As images of the violence at Capitol Hill still flash in front of our eyes, we must not forget that in less than a week, most of our dark days will be behind us. Through the ballot, America has spoken. After being divisive and closed for so long, America has chosen to unite, open up and embrace what’s been its greatest strength all along — diversity.
As President-elect Joe Biden swears in next week, twelve Indian Americans will join his cabinet. This is an unprecedented number, and a long way from the days when, as I discovered as an immigrant child on the playgrounds of America, ‘Indians’ was easily confused with native Americans.
The America I grew up in made fun of my accent and could never say my name, but over the last four decades, as India grew in the global arena too, I saw America truly include Indian Americans, harness their untapped potential, and empower people like my father to pursue their version of the American dream. President-elect Biden’s cabinet is a strong reflection of this change.
And yet, what is even more inspiring is that by his side, President-elect Biden will have America’s first ever female Vice-President, Kamala Harris. Woman, half-Indian and half-black, Kamala Harris is indeed a shining example of America getting its D&I right.
By placing Harris at the helm of the country, America is sending out a strong, positive signal to the world. It is collectively coming forward to celebrate its diverse talent and potential, not only giving it a voice, but also the mandate to prosper the country. With Kamala Harris as the Vice-President, America is setting an example of not just upholding D&I, but also actively celebrating and empowering it.
These truly are signs of hope and change, not just in the arena of politics and governance, but also in society’s psyche. Now that we have a foot in the door, there is no better time but now to assert that we have a lot more to do. We still have our unconscious biases and prejudices. As our societies open up, accept more possibilities, and turn them into realities, so can our minds through seeing our underlying biases, acknowledging them, and resolving them.

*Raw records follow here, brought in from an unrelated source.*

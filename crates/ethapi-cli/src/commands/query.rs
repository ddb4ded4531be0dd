//! Query commands

use clap::Subcommand;
use ethapi::{BlockId, EthClient, SyncStatus};
use serde_json::Value;

use super::print_lookup;
use crate::config::{block_or_default, Config};
use crate::{output::Output, CliError};

/// Query subcommands
#[derive(Debug, Subcommand)]
pub enum QueryCommand {
    /// Query the protocol version
    ProtocolVersion,
    /// Query sync status
    Syncing,
    /// Query the coinbase address
    Coinbase,
    /// Query whether the node is mining
    Mining,
    /// Query the mining hashrate
    Hashrate,
    /// Query current gas price
    GasPrice,
    /// Query current block number
    BlockNumber,
    /// Query block information
    Block {
        /// Block number or tag (defaults to config)
        block: Option<String>,
        /// Look up by block hash instead
        #[arg(long, conflicts_with = "block")]
        hash: Option<String>,
        /// Include full transaction objects
        #[arg(long)]
        full: bool,
    },
    /// Count the transactions in a block
    BlockTxCount {
        /// Block number or tag (defaults to config)
        block: Option<String>,
        /// Look up by block hash instead
        #[arg(long, conflicts_with = "block")]
        hash: Option<String>,
    },
    /// Count the uncles of a block
    UncleCount {
        /// Block number or tag (defaults to config)
        block: Option<String>,
        /// Look up by block hash instead
        #[arg(long, conflicts_with = "block")]
        hash: Option<String>,
    },
    /// Query an uncle of a block
    Uncle {
        /// Uncle position
        index: u64,
        /// Block number or tag (defaults to config)
        #[arg(short, long)]
        block: Option<String>,
        /// Look up by block hash instead
        #[arg(long, conflicts_with = "block")]
        hash: Option<String>,
    },
    /// List compilers available on the node
    Compilers,
    /// Install a new-block filter
    NewBlockFilter,
    /// Install a pending-transaction filter
    NewPendingTxFilter,
    /// Fetch the current proof-of-work package
    Work,
    /// Submit a proof-of-work solution
    SubmitWork {
        /// Nonce found (8 bytes, hex)
        nonce: String,
        /// Header pow-hash (hex)
        pow_hash: String,
        /// Mix digest (hex)
        mix_digest: String,
    },
    /// Report an external miner's hashrate
    SubmitHashrate {
        /// Hashrate (hex quantity)
        hashrate: String,
        /// Client id (hex)
        id: String,
    },
    /// Send any supported eth_* method with raw JSON params
    Raw {
        /// Method name
        method: String,
        /// Params as a JSON array
        #[arg(default_value = "[]")]
        params: String,
    },
}

impl QueryCommand {
    pub async fn execute(self, config: &Config, json: bool) -> Result<(), CliError> {
        let client = config.client()?;

        match self {
            QueryCommand::ProtocolVersion => query_protocol_version(&client, json).await,
            QueryCommand::Syncing => query_syncing(&client, json).await,
            QueryCommand::Coinbase => query_coinbase(&client, json).await,
            QueryCommand::Mining => query_mining(&client, json).await,
            QueryCommand::Hashrate => query_hashrate(&client, json).await,
            QueryCommand::GasPrice => query_gas_price(&client, json).await,
            QueryCommand::BlockNumber => query_block_number(&client, json).await,
            QueryCommand::Block { block, hash, full } => {
                query_block(&client, config, block, hash, full, json).await
            }
            QueryCommand::BlockTxCount { block, hash } => {
                query_block_tx_count(&client, config, block, hash, json).await
            }
            QueryCommand::UncleCount { block, hash } => {
                query_uncle_count(&client, config, block, hash, json).await
            }
            QueryCommand::Uncle { index, block, hash } => {
                query_uncle(&client, config, index, block, hash, json).await
            }
            QueryCommand::Compilers => query_compilers(&client, json).await,
            QueryCommand::NewBlockFilter => {
                let id = client.new_block_filter().await?;
                print_filter(&id, json);
                Ok(())
            }
            QueryCommand::NewPendingTxFilter => {
                let id = client.new_pending_transaction_filter().await?;
                print_filter(&id, json);
                Ok(())
            }
            QueryCommand::Work => query_work(&client, json).await,
            QueryCommand::SubmitWork {
                nonce,
                pow_hash,
                mix_digest,
            } => {
                let accepted = client.submit_work(&nonce, &pow_hash, &mix_digest).await?;
                print_accepted(accepted, json);
                Ok(())
            }
            QueryCommand::SubmitHashrate { hashrate, id } => {
                let accepted = client.submit_hashrate(&hashrate, &id).await?;
                print_accepted(accepted, json);
                Ok(())
            }
            QueryCommand::Raw { method, params } => query_raw(&client, &method, &params, json).await,
        }
    }
}

async fn query_protocol_version(client: &EthClient, json: bool) -> Result<(), CliError> {
    let version = client.protocol_version().await?;

    Output::new(json)
        .field("protocol_version", &version)
        .message(&format!("Protocol Version: {}", version))
        .print();

    Ok(())
}

async fn query_syncing(client: &EthClient, json: bool) -> Result<(), CliError> {
    let status = client.syncing().await?;

    let message = match &status {
        SyncStatus::NotSyncing => "Not syncing".to_string(),
        SyncStatus::Syncing(p) => format!(
            "Syncing: block {} of {} (started at {})",
            p.current_block, p.highest_block, p.starting_block
        ),
    };

    Output::new(json)
        .field_bool("syncing", status.is_syncing())
        .field_json("progress", &status.progress())?
        .message(&message)
        .print();

    Ok(())
}

async fn query_coinbase(client: &EthClient, json: bool) -> Result<(), CliError> {
    let coinbase = client.coinbase().await?;

    Output::new(json)
        .field("coinbase", &coinbase)
        .message(&format!("Coinbase: {}", coinbase))
        .print();

    Ok(())
}

async fn query_mining(client: &EthClient, json: bool) -> Result<(), CliError> {
    let mining = client.mining().await?;

    Output::new(json)
        .field_bool("mining", mining)
        .message(&format!("Mining: {}", mining))
        .print();

    Ok(())
}

async fn query_hashrate(client: &EthClient, json: bool) -> Result<(), CliError> {
    let hashrate = client.hashrate().await?;

    Output::new(json)
        .field_i64("hashrate", hashrate)
        .message(&format!("Hashrate: {} H/s", hashrate))
        .print();

    Ok(())
}

async fn query_gas_price(client: &EthClient, json: bool) -> Result<(), CliError> {
    let gas_price = client.gas_price().await?;

    let gwei = gas_price / 1_000_000_000;

    Output::new(json)
        .field_i64("gas_price_wei", gas_price)
        .field_i64("gas_price_gwei", gwei)
        .message(&format!("Gas Price: {} gwei ({} wei)", gwei, gas_price))
        .print();

    Ok(())
}

async fn query_block_number(client: &EthClient, json: bool) -> Result<(), CliError> {
    let block_number = client.block_number().await?;

    Output::new(json)
        .field_i64("block_number", block_number)
        .message(&format!("Block Number: {}", block_number))
        .print();

    Ok(())
}

async fn query_block(
    client: &EthClient,
    config: &Config,
    block: Option<String>,
    hash: Option<String>,
    full: bool,
    json: bool,
) -> Result<(), CliError> {
    let block = match hash {
        Some(hash) => client.get_block_by_hash(&hash, full).await?,
        None => {
            let id = block_or_default(block, config)?;
            client.get_block_by_number(id, full).await?
        }
    };

    print_lookup(json, "block", block, "Block")
}

async fn query_block_tx_count(
    client: &EthClient,
    config: &Config,
    block: Option<String>,
    hash: Option<String>,
    json: bool,
) -> Result<(), CliError> {
    let (label, count) = match hash {
        Some(hash) => {
            let count = client.get_block_transaction_count_by_hash(&hash).await?;
            (hash, count)
        }
        None => {
            let id = block_or_default(block, config)?;
            let count = client.get_block_transaction_count_by_number(id).await?;
            (id.to_string(), count)
        }
    };

    Output::new(json)
        .field("block", &label)
        .field_i64("transaction_count", count)
        .message(&format!("Transactions in {}: {}", label, count))
        .print();

    Ok(())
}

async fn query_uncle_count(
    client: &EthClient,
    config: &Config,
    block: Option<String>,
    hash: Option<String>,
    json: bool,
) -> Result<(), CliError> {
    let (label, count) = match hash {
        Some(hash) => {
            let count = client.get_uncle_count_by_block_hash(&hash).await?;
            (hash, count)
        }
        None => {
            let id = block_or_default(block, config)?;
            let count = client.get_uncle_count_by_block_number(id).await?;
            (id.to_string(), count)
        }
    };

    Output::new(json)
        .field("block", &label)
        .field_i64("uncle_count", count)
        .message(&format!("Uncles in {}: {}", label, count))
        .print();

    Ok(())
}

async fn query_uncle(
    client: &EthClient,
    config: &Config,
    index: u64,
    block: Option<String>,
    hash: Option<String>,
    json: bool,
) -> Result<(), CliError> {
    let uncle = match hash {
        Some(hash) => client.get_uncle_by_block_hash_and_index(&hash, index).await?,
        None => {
            let id: BlockId = block_or_default(block, config)?;
            client.get_uncle_by_block_number_and_index(id, index).await?
        }
    };

    print_lookup(json, "uncle", uncle, "Uncle")
}

async fn query_compilers(client: &EthClient, json: bool) -> Result<(), CliError> {
    let compilers = client.get_compilers().await?;

    let message = if compilers.is_empty() {
        "No compilers available".to_string()
    } else {
        format!("Compilers: {}", compilers.join(", "))
    };

    Output::new(json)
        .field_json("compilers", &compilers)?
        .message(&message)
        .print();

    Ok(())
}

async fn query_work(client: &EthClient, json: bool) -> Result<(), CliError> {
    let work = client.get_work().await?;

    Output::new(json)
        .field("pow_hash", &work.pow_hash)
        .field("seed_hash", &work.seed_hash)
        .field("boundary", &work.boundary)
        .message(&format!(
            "PoW Hash: {}\nSeed Hash: {}\nBoundary: {}",
            work.pow_hash, work.seed_hash, work.boundary
        ))
        .print();

    Ok(())
}

async fn query_raw(
    client: &EthClient,
    method: &str,
    params: &str,
    json: bool,
) -> Result<(), CliError> {
    let params: Vec<Value> = serde_json::from_str(params)
        .map_err(|e| CliError::InvalidInput(format!("params must be a JSON array: {}", e)))?;

    let result = client.request_raw(method, params).await?;
    let pretty = serde_json::to_string_pretty(&result)?;

    Output::new(json)
        .field("method", method)
        .field_value("result", result)
        .message(&pretty)
        .print();

    Ok(())
}

fn print_filter(id: &str, json: bool) {
    Output::new(json)
        .field("filter_id", id)
        .message(&format!("Filter installed: {}", id))
        .print();
}

fn print_accepted(accepted: bool, json: bool) {
    Output::new(json)
        .field_bool("accepted", accepted)
        .message(if accepted { "Accepted" } else { "Rejected" })
        .print();
}
impl Default for BlockTransactions {
    fn default() -> Self {
        BlockTransactions::Hashes(Vec::new())
    }
}

impl BlockTransactions {
    /// Number of transactions
    pub fn len(&self) -> usize {
        match self {
            BlockTransactions::Hashes(hashes) => hashes.len(),
            BlockTransactions::Full(txs) => txs.len(),
        }
    }

    /// Returns true if the block has no transactions
    pub fn is_empty(&self) -> bool {
        self.len() == 0
    }

    /// Transaction hashes, whichever shape was returned
    pub fn hashes(&self) -> Vec<&str> {
        match self {
            BlockTransactions::Hashes(hashes) => hashes.iter().map(String::as_str).collect(),
            BlockTransactions::Full(txs) => txs.iter().map(|tx| tx.hash.as_str()).collect(),
        }
    }

    /// Full transaction objects, if they were requested
    pub fn as_full(&self) -> Option<&[Transaction]> {
        match self {
            BlockTransactions::Full(txs) => Some(txs),
            BlockTransactions::Hashes(_) => None,
        }
    }
}

// ==================== Transactions ====================

/// Transaction object returned by the node
#[derive(Debug, Clone, PartialEq, Eq, Serialize, Deserialize)]
#[serde(rename_all = "camelCase")]
pub struct Transaction {
    /// Transaction hash
    pub hash: String,
    /// Sender nonce
    #[serde(with = "hex_i64")]
    pub nonce: i64,
    /// Containing block hash, null while pending
    #[serde(default)]
    pub block_hash: Option<String>,
    /// Containing block number, null while pending
    #[serde(default, with = "hex_i64_opt")]
    pub block_number: Option<i64>,
    /// Position in the block, null while pending
    #[serde(default, with = "hex_i64_opt")]
    pub transaction_index: Option<i64>,
    /// Sender address
    pub from: String,
    /// Recipient address, null for contract creation
    #[serde(default)]
    pub to: Option<String>,
    /// Value in wei
    #[serde(with = "hex_u128")]
    pub value: u128,
    /// Gas price in wei
    #[serde(default, with = "hex_u128_opt")]
    pub gas_price: Option<u128>,
    /// Gas limit
    #[serde(with = "hex_i64")]
    pub gas: i64,
    /// Call data
    #[serde(default)]
    pub input: String,
    /// Typed transaction envelope (EIP-2718)
    #[serde(default, rename = "type", with = "hex_i64_opt")]
    pub transaction_type: Option<i64>,
    /// EIP-1559 fee cap in wei
    #[serde(default, with = "hex_u128_opt")]
    pub max_fee_per_gas: Option<u128>,
    /// EIP-1559 tip cap in wei
    #[serde(default, with = "hex_u128_opt")]
    pub max_priority_fee_per_gas: Option<u128>,
    /// Chain id the transaction was signed for
    #[serde(default, with = "hex_i64_opt")]
    pub chain_id: Option<i64>,
    /// Signature recovery id
    #[serde(default)]
    pub v: Option<String>,
    /// Signature `r`
    #[serde(default)]
    pub r: Option<String>,
    /// Signature `s`
    #[serde(default)]
    pub s: Option<String>,
}

/// Receipt of a mined transaction
#[derive(Debug, Clone, PartialEq, Eq, Serialize, Deserialize)]
#[serde(rename_all = "camelCase")]
pub struct TransactionReceipt {
    /// Transaction hash
    pub transaction_hash: String,
    /// Position in the block
    #[serde(with = "hex_i64")]
    pub transaction_index: i64,
    /// Containing block hash
    pub block_hash: String,
    /// Containing block number
    #[serde(with = "hex_i64")]
    pub block_number: i64,
    /// Sender address
    #[serde(default)]
    pub from: Option<String>,
    /// Recipient address, null for contract creation
    #[serde(default)]
    pub to: Option<String>,
    /// Gas used by this and all preceding transactions in the block
    #[serde(with = "hex_i64")]
    pub cumulative_gas_used: i64,
    /// Gas used by this transaction alone
    #[serde(with = "hex_i64")]
    pub gas_used: i64,
    /// Address of the created contract, if any
    #[serde(default)]
    pub contract_address: Option<String>,
    /// Logs emitted by the transaction
    #[serde(default)]
    pub logs: Vec<Log>,
    /// Bloom filter of the logs
    #[serde(default)]
    pub logs_bloom: String,
    /// `1` on success, `0` on failure (post-Byzantium)
    #[serde(default, with = "hex_i64_opt")]
    pub status: Option<i64>,
    /// Intermediate state root (pre-Byzantium)
    #[serde(default)]
    pub root: Option<String>,
    /// Price per gas actually paid, in wei
    #[serde(default, with = "hex_u128_opt")]
    pub effective_gas_price: Option<u128>,
}

impl TransactionReceipt {
    /// Whether the transaction succeeded; `None` for pre-Byzantium receipts
    pub fn succeeded(&self) -> Option<bool> {
        self.status.map(|status| status == 1)
    }
}

/// Log entry emitted by a transaction
#[derive(Debug, Clone, PartialEq, Eq, Serialize, Deserialize)]
#[serde(rename_all = "camelCase")]
pub struct Log {
    /// Emitting contract address
    pub address: String,
    /// Indexed event topics
    #[serde(default)]
    pub topics: Vec<String>,
    /// Non-indexed event data
    #[serde(default)]
    pub data: String,
    /// Containing block number, null while pending
    #[serde(default, with = "hex_i64_opt")]
    pub block_number: Option<i64>,
    /// Containing block hash, null while pending
    #[serde(default)]
    pub block_hash: Option<String>,
    /// Emitting transaction hash, null while pending
    #[serde(default)]
    pub transaction_hash: Option<String>,
    /// Position of the transaction in the block
    #[serde(default, with = "hex_i64_opt")]
    pub transaction_index: Option<i64>,
    /// Position of the log in the block
    #[serde(default, with = "hex_i64_opt")]
    pub log_index: Option<i64>,
    /// True when the log was removed by a chain reorganization
    #[serde(default)]
    pub removed: bool,
}

// ==================== Mining ====================

/// Proof-of-work package returned by `eth_getWork`
#[derive(Debug, Clone, PartialEq, Eq, Serialize, Deserialize)]
#[serde(rename_all = "camelCase", try_from = "Vec<String>")]
pub struct WorkPackage {
    /// Current block header pow-hash
    pub pow_hash: String,
    /// Seed hash used for the DAG
    pub seed_hash: String,
    /// Boundary condition ("target"), 2^256 / difficulty
    pub boundary: String,
}

impl TryFrom<Vec<String>> for WorkPackage {
    type Error = String;

    fn try_from(parts: Vec<String>) -> Result<Self, Self::Error> {
        let mut parts = parts.into_iter();
        match (parts.next(), parts.next(), parts.next()) {
            (Some(pow_hash), Some(seed_hash), Some(boundary)) => Ok(Self {
                pow_hash,
                seed_hash,
                boundary,
            }),
            _ => Err("expected at least 3 work package entries".to_string()),
        }
    }
}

The controversy of Kamala Harris’ depiction on the cover of Vogue highlights just that. Vogue’s Twitter handle shared two pictures of Kamala Harris which will be featured on its February issue. In one, she is wearing sneakers and a jacket; in the other, she is in a suit in front of a golden background. The ‘casualising’ of her attire (which, in the field of politics, represents power and authority) in the one picture is obvious, but what really strikes is her lightened skin tone! A lesser informed person would have trouble guessing her black and Indian roots.
A visibly lighter skinned version of Kamala Harris panders to a host of biases within and beyond Vogue. More importantly, it distorts her roots and her true identity. Indeed, Kamala Harris is American first, but America is not white, she is not white, and her colour reflects where she comes from and what she brings to America. It is our loss if we are not able to capture the beauty of her identity and success in their true essence.
Could we say the same about casualising her attire? Certainly. By dressing her ‘down’, Vogue has missed capturing her big moment. Kamala Harris is not just a successful woman — she is a successful woman who won a huge mandate to impact, shape, and influence millions of lives in America and across the world. If this is not power, what is? Yet, by taking away the visual element of power in her picture, Vogue has missed on reflecting her stature by a mile.
Did they think they were making her look cool? Probably, but then Kamala Harris does not need casuals to be cool — her strength, confidence, personality, and the incredible journey so far makes her cool. There was really nothing Vogue needed to do about this.
Keep going forward
This is just an example, a wide reflection of so many similar biases in our minds and societies, showing us that we have a long way to go. And yet, we have already embarked on the right path. Whether it is you and me calling out such biases and rallying to act upon them. Or, whether it is scores like us who, amid all the divisive noise, vote silently for an inclusive future. Within us there are glimmers of hope, which give each dark cloud a silver lining.
As America walks into a dawn of positivity, hope and transformation next week, we have a lot to be thankful for, and a lot more to look forward to. We have our inner lights to thank — lights which have guided us into transcending our biases and celebrating the best of our diversity. We have restored political sense and conviction in America to be thankful for. And, through actively addressing and breaking down biases in everyday life, we will have a stronger, tighter-knit, and united society to look forward to. Here’s to sunnier times!
Gulnar Vaswani is a Diversity & Inclusion consultant, thought–leader, board advisor and executive coach to CEOs. Social scientist meets spiritual warrior, Gulnar is re-imagining leadership for the 21st Century. Against the backdrop of today’s increasingly uncertain world, she consults leaders and their organizations in inclusiveness, cross-cultural dynamics, diversity and the power of change.